Não era esta, a que citamos, uma simples norma jurídica sobre tramitação, era, sim, um normativo sobre a natureza das coisas em matéria de recursos, a dar-lhes uma semântica e sobretudo uma direcção interpretativa em via reduzida: dizia-se «agravo» para que ficasse entendido que não se queria dizer «apelação». E dizia-se, aliás, «agravo de petição» categoria jurídica que havia, aliás, já caído em desuso.
É que natureza do agravo era determinada sobre a incidência do seu objecto, a circunstância de recair sobre tema processual, que não sobre o mérito da causa, afastando assim o território natural da apelação.
No enunciado da lei subsidiária, e como tal aplicável em regime de integração, determinava já o Código de Processo Civil de então [o de 1876] que:

«[…] das decisões de que não pode apelar-se e que excedam a alçada do juiz compete agravo».

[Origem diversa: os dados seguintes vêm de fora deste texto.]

#[cfg(test)]
mod tests {
    use super::super::indicators::*;

    // Helper function to create sample price data
    fn sample_prices() -> Vec<f64> {
        vec![
            44.34, 44.09, 44.15, 43.61, 44.33, 44.83, 45.10, 45.42, 45.84, 46.08,
            45.89, 46.03, 45.61, 46.28, 46.28, 46.00, 46.03, 46.41, 46.22, 45.64,
        ]
    }

    #[test]
    fn test_sma_basic() {
        let data = vec![1.0, 2.0, 3.0, 4.0, 5.0];
        let result = sma(&data, 3);

        assert_eq!(result.len(), 3);
        assert!((result[0] - 2.0).abs() < 0.001); // (1+2+3)/3 = 2
        assert!((result[1] - 3.0).abs() < 0.001); // (2+3+4)/3 = 3
        assert!((result[2] - 4.0).abs() < 0.001); // (3+4+5)/3 = 4
    }

    #[test]
    fn test_sma_insufficient_data() {
        let data = vec![1.0, 2.0];
        let result = sma(&data, 5);

        assert_eq!(result.len(), 0);
    }

    #[test]
    fn test_calculate_ema_hand_computed() {
        // seed = mean(1..=5) = 3, α = 1/3: 6 -> 4, 7 -> 5
        let prices = vec![1.0, 2.0, 3.0, 4.0, 5.0, 6.0, 7.0];
        let value = calculate_ema(&prices, 5).unwrap();
        assert!((value - 5.0).abs() < 1e-9);
    }

    #[test]
    fn test_calculate_ema_exact_period_is_sma() {
        let prices = vec![2.0, 4.0, 6.0];
        let value = calculate_ema(&prices, 3).unwrap();
        assert!((value - 4.0).abs() < 1e-12);
    }

    #[test]
    fn test_calculate_ema_insufficient_data() {
        assert_eq!(calculate_ema(&[1.0, 2.0, 3.0, 4.0], 5), None);
        assert_eq!(calculate_ema(&[], 5), None);
        assert_eq!(calculate_ema(&[1.0], 0), None);
    }

    #[test]
    fn test_calculate_ema_custom_smoothing() {
        // smoothing 1 over period 3 -> α = 0.25; seed 2, then (6 - 2) * 0.25 + 2 = 3
        let value = calculate_ema_with_smoothing(&[1.0, 2.0, 3.0, 6.0], 3, 1.0).unwrap();
        assert!((value - 3.0).abs() < 1e-12);
    }

    #[test]
    fn test_ema_series_starts_with_sma() {
        let data = vec![22.0, 24.0, 23.0, 25.0, 26.0];
        let result = ema(&data, 3);

        assert_eq!(result.len(), 3);
        let first_sma = (22.0 + 24.0 + 23.0) / 3.0;
        assert!((result[0] - first_sma).abs() < 1e-12);
    }

    #[test]
    fn test_ema_increases_with_uptrend() {
        let data = vec![1.0, 2.0, 3.0, 4.0, 5.0, 6.0, 7.0, 8.0, 9.0, 10.0];
        let result = ema(&data, 3);

        for i in 1..result.len() {
            assert!(result[i] > result[i - 1]);
        }
    }

    #[test]
    fn test_series_length_is_n_minus_p_plus_one() {
        let prices = sample_prices();
        for period in 1..=prices.len() {
            let series = calculate_ema_series(&prices, &[period]);
            assert_eq!(series[&period].values.len(), prices.len() - period + 1);
        }
    }

    #[test]
    fn test_series_latest_matches_calculate_ema() {
        let prices = sample_prices();
        let series = calculate_ema_series(&prices, &[5, 8]);
        for period in [5, 8] {
            let direct = calculate_ema(&prices, period).unwrap();
            assert!((series[&period].latest - direct).abs() < 1e-12);
            assert_eq!(series[&period].values.last().copied(), Some(direct));
        }
    }

    #[test]
    fn test_series_is_all_or_nothing() {
        let prices = sample_prices(); // 20 prices
        let series = calculate_ema_series(&prices, &[5, 8, 22]);
        assert!(series.is_empty());

        let series = calculate_ema_series(&prices[..4], &[5]);
        assert!(series.is_empty());
    }

    #[test]
    fn test_strategy_emas_need_22_bars() {
        let mut closes = vec![100.0; 21];
        assert!(StrategyEmas::from_closes(&closes).is_none());

        closes.push(100.0);
        let emas = StrategyEmas::from_closes(&closes).unwrap();
        assert_eq!(emas.ema22.values.len(), 1);
        assert_eq!(emas.ema8.values.len(), 15);
        assert_eq!(emas.ema5.values.len(), 18);
        assert_eq!(emas.latest(), (100.0, 100.0, 100.0));
    }
}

E quanto ao critério pelo qual se encontravam os casos de que cabia apelação, resumia-o o Professor Alberto dos Reis, no seu livro Breve Estudo sobre a Reforma do Processo Civil e Comercial ao escrever que o legislador havia reservado a apelação «para as sentenças que conhecem do mérito ou do fundo da causa, compreendendo-se na palavra causa certos e determinados incidentes».
Em suma, o desaparecimento a partir de 1929  da categoria das apelações penais significou como única ilação possível, uma indicação legislativa no sentido da incognoscibilidade tendencial do mérito das causas penais. Era, assim, a restrição dos recursos no que se refere à sindicabilidade efectiva das causas penais julgadas em primeira instância.
É que esse Código de Processo Penal de 1929 havia determinado, no seu artigo 665º, que:

«As Relações conhecerão de facto e de direito nas causas que julguem em primeira instância e nos recursos interpostos das decisões proferidas pelos juízes de 1ª instância, e conhecerão só de direito, nos recursos interpostos das decisões finais nos tribunais colectivos e das proferidas em processos em que intervenha o júri (…)» [salvo o caso de anulação da decisão do júri em caso específico].

Quer dizer: o mérito da causa, a partir da reforma processual penal de 1929, e em função daquele citado preceito, passou a ser matéria cognoscível pela Relação apenas quando a decisão recorrida fosse oriunda de juiz singular, desde que não se prescindisse de recurso, caso em que [artigo 532º]:

«[…] escrever-se-ão resumidamente na acta da audiência as respostas do réu, os depoimentos das testemunhas e as declarações dos ofendidos e outras pessoas que devam prestá-las».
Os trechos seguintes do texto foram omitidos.